**Task details**
From the first line through the line containing "the external wakeup", transcribe the records exactly and include no other lines.
================
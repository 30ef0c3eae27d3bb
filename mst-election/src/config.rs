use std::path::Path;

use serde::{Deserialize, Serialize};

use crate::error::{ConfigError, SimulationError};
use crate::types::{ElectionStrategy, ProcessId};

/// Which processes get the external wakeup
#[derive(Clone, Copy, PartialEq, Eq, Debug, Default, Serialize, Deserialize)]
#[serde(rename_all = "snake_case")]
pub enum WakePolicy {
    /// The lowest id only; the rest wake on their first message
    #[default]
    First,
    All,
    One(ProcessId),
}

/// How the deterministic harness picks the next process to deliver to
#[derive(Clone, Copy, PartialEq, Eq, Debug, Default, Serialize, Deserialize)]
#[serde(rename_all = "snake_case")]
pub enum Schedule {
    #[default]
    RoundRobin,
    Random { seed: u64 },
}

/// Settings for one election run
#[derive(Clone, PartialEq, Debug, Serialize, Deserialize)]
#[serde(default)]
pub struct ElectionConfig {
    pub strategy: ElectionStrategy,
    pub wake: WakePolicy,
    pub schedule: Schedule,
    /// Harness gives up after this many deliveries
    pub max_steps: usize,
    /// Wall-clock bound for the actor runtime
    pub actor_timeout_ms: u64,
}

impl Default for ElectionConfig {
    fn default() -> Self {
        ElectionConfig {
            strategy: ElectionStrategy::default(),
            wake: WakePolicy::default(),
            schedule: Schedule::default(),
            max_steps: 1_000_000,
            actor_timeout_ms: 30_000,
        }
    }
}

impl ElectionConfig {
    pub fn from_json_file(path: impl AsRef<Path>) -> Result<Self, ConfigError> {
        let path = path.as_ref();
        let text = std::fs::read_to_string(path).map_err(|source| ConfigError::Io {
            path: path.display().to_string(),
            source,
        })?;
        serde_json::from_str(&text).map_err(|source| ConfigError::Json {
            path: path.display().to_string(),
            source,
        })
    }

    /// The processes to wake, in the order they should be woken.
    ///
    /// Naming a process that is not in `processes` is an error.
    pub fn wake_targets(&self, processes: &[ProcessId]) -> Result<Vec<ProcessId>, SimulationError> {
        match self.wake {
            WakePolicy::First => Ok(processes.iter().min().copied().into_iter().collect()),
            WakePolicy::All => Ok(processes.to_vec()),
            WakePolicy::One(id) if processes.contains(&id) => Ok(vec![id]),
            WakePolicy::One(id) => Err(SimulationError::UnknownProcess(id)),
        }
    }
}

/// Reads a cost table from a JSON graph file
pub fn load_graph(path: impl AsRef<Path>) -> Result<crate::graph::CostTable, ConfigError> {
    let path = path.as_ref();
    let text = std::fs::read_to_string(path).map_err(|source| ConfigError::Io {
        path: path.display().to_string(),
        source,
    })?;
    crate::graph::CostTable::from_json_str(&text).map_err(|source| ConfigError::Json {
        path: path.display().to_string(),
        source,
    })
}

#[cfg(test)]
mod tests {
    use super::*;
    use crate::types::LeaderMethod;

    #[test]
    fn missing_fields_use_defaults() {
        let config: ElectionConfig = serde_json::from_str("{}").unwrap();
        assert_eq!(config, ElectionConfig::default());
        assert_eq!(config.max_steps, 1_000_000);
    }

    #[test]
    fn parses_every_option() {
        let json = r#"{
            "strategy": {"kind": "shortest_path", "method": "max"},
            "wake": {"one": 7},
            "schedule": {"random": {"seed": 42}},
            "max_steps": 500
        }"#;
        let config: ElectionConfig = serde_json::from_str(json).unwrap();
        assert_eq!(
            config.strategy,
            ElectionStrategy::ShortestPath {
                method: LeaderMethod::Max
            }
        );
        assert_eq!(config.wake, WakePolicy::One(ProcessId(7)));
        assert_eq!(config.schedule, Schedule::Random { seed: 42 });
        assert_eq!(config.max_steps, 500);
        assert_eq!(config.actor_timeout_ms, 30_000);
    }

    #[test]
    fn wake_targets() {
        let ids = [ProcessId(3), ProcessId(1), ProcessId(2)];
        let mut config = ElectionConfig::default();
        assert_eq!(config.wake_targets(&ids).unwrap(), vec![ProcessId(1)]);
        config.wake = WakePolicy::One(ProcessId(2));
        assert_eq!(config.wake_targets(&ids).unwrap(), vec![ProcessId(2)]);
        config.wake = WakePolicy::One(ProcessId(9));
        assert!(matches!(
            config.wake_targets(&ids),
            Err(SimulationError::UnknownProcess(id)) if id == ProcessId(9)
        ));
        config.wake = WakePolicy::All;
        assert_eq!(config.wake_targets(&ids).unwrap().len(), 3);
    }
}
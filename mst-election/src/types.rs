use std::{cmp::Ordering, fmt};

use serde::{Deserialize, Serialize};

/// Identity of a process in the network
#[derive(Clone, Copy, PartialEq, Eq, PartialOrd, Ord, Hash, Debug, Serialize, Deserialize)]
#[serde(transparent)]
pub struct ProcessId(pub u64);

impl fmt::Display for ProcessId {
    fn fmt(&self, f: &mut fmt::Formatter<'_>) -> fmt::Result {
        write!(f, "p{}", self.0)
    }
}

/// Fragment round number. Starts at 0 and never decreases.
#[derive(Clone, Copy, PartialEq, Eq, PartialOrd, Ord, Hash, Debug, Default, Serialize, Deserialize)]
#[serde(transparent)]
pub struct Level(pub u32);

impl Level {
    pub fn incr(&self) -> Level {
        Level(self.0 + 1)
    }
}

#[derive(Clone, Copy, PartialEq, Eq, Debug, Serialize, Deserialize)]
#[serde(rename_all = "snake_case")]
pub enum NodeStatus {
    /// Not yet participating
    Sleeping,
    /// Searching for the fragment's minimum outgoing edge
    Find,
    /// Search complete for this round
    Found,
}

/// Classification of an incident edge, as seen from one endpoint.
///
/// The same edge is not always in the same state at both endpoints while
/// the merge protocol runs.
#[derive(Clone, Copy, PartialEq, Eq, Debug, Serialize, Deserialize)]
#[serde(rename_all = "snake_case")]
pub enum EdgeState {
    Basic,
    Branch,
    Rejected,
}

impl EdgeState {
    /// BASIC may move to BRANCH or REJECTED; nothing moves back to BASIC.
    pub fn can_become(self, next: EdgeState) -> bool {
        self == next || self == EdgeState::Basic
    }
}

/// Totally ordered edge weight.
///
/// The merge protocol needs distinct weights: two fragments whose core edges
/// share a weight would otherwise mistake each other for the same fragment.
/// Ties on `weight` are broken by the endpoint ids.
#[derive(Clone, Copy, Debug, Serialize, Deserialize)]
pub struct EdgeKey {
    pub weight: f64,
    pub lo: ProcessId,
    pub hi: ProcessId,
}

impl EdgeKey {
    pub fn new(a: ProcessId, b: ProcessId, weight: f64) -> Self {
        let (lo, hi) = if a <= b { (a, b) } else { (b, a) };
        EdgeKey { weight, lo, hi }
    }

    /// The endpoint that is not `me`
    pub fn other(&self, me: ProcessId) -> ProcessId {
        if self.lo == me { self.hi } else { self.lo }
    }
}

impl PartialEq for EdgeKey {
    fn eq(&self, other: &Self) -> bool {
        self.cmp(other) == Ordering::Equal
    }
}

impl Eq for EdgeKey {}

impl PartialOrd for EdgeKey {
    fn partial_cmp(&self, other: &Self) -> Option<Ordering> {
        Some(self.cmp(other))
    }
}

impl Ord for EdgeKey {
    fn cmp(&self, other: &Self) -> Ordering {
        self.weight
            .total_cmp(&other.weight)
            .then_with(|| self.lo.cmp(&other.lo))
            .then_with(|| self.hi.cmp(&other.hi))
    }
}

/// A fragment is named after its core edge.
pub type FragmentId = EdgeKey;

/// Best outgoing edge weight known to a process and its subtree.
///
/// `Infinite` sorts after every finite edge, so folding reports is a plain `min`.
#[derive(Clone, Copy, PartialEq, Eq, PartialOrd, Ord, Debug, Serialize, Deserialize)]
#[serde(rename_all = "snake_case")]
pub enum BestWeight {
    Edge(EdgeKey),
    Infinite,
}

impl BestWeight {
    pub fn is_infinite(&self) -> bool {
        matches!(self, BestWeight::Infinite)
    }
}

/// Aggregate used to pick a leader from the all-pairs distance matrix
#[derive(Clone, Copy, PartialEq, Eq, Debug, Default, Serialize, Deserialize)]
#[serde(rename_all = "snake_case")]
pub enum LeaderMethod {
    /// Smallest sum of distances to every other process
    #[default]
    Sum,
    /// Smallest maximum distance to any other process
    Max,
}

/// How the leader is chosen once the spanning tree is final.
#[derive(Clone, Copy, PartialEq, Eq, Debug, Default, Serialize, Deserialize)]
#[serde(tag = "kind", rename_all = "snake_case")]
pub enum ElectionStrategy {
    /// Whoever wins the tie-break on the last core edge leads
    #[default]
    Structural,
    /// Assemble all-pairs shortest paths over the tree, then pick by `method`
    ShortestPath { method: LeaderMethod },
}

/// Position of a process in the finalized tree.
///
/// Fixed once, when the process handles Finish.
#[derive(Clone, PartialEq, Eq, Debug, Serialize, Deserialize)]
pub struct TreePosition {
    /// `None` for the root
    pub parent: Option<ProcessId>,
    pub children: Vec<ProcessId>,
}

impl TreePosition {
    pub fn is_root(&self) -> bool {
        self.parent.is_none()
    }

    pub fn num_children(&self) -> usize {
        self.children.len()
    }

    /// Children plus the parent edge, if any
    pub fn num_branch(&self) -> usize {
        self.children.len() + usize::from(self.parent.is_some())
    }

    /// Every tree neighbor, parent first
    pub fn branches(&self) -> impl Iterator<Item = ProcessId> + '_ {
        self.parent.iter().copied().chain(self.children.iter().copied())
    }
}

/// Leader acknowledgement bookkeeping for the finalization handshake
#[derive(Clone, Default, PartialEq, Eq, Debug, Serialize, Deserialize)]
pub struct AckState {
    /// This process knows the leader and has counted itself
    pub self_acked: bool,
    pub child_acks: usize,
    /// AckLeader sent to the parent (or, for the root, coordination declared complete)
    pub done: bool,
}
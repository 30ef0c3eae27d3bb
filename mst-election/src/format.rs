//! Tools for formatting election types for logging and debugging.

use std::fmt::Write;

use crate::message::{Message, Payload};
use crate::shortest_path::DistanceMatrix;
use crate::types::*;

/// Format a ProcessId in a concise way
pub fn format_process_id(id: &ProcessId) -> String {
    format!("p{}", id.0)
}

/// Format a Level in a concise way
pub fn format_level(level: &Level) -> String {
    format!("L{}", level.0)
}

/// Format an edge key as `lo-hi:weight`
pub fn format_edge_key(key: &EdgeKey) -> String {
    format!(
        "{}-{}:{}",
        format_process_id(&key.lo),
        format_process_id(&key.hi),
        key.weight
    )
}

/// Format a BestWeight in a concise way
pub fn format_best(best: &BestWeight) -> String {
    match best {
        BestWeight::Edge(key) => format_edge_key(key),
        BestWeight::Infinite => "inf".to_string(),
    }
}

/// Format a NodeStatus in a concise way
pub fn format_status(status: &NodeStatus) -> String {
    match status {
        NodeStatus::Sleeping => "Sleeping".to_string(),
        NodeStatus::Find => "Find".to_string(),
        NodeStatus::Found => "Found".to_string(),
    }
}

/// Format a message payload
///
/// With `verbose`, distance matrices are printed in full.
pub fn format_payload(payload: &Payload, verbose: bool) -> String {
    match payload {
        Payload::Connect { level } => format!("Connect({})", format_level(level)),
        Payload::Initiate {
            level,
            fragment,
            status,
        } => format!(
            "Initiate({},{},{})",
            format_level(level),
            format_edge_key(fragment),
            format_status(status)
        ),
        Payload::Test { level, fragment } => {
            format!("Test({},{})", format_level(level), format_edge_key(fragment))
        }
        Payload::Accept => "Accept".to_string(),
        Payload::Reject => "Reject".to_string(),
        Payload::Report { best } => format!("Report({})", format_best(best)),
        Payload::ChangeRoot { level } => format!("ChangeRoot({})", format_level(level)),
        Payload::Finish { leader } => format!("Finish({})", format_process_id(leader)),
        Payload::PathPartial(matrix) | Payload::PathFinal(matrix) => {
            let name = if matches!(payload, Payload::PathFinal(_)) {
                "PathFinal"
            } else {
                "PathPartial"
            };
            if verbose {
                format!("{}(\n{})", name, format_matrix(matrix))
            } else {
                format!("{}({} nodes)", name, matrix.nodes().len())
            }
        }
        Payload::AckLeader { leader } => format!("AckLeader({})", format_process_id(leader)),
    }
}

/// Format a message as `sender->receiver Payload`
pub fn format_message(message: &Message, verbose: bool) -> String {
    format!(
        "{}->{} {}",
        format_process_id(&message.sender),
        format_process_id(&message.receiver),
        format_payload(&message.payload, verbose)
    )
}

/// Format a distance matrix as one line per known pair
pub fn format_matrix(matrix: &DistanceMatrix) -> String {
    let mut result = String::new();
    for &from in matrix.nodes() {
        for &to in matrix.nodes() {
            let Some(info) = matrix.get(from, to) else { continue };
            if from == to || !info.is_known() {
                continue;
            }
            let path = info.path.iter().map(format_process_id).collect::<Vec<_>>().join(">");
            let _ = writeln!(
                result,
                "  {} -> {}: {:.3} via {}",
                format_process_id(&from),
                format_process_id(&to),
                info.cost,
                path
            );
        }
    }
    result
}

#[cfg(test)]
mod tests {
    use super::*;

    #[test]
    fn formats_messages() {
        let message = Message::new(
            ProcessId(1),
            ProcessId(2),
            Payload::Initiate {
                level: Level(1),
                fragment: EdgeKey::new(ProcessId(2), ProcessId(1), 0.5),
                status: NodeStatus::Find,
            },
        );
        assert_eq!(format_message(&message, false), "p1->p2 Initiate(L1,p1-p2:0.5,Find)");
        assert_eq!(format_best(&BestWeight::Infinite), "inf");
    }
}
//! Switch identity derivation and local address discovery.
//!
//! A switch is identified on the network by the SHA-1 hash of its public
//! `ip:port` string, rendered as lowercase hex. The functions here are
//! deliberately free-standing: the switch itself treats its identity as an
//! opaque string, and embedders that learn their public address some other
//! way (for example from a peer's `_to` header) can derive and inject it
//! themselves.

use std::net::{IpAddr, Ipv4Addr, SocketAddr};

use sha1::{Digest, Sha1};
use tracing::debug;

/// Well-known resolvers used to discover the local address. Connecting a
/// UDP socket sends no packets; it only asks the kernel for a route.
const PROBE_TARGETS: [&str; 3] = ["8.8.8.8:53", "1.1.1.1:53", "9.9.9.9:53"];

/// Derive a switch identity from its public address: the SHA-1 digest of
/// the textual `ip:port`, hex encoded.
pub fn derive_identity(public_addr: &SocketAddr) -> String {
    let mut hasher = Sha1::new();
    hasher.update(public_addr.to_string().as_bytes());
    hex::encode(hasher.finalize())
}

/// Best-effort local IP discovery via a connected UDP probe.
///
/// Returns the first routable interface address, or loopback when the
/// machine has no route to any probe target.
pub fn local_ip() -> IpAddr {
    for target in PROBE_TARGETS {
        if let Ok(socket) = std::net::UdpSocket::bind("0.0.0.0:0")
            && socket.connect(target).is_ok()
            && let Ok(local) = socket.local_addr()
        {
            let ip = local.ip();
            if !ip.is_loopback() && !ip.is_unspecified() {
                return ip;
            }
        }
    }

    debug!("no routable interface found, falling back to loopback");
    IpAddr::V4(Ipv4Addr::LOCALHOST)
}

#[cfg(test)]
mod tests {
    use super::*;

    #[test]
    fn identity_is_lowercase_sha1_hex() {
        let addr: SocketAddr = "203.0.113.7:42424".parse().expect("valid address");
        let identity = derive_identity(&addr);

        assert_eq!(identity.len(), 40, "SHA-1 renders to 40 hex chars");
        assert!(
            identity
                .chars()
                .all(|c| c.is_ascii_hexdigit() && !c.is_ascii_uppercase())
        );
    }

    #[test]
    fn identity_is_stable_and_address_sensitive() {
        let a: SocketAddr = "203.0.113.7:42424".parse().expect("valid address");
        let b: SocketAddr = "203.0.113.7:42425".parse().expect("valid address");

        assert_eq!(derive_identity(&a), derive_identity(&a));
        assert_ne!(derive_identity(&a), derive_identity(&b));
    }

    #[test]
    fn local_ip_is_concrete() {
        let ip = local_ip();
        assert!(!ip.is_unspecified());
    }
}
================
**Answer for this exercise**
repository 30ef0c3eae27d3bb
filename mst-election/src/config.rs
use std::path::Path;

use serde::{Deserialize, Serialize};

use crate::error::{ConfigError, SimulationError};
use crate::types::{ElectionStrategy, ProcessId};

/// Which processes get the external wakeup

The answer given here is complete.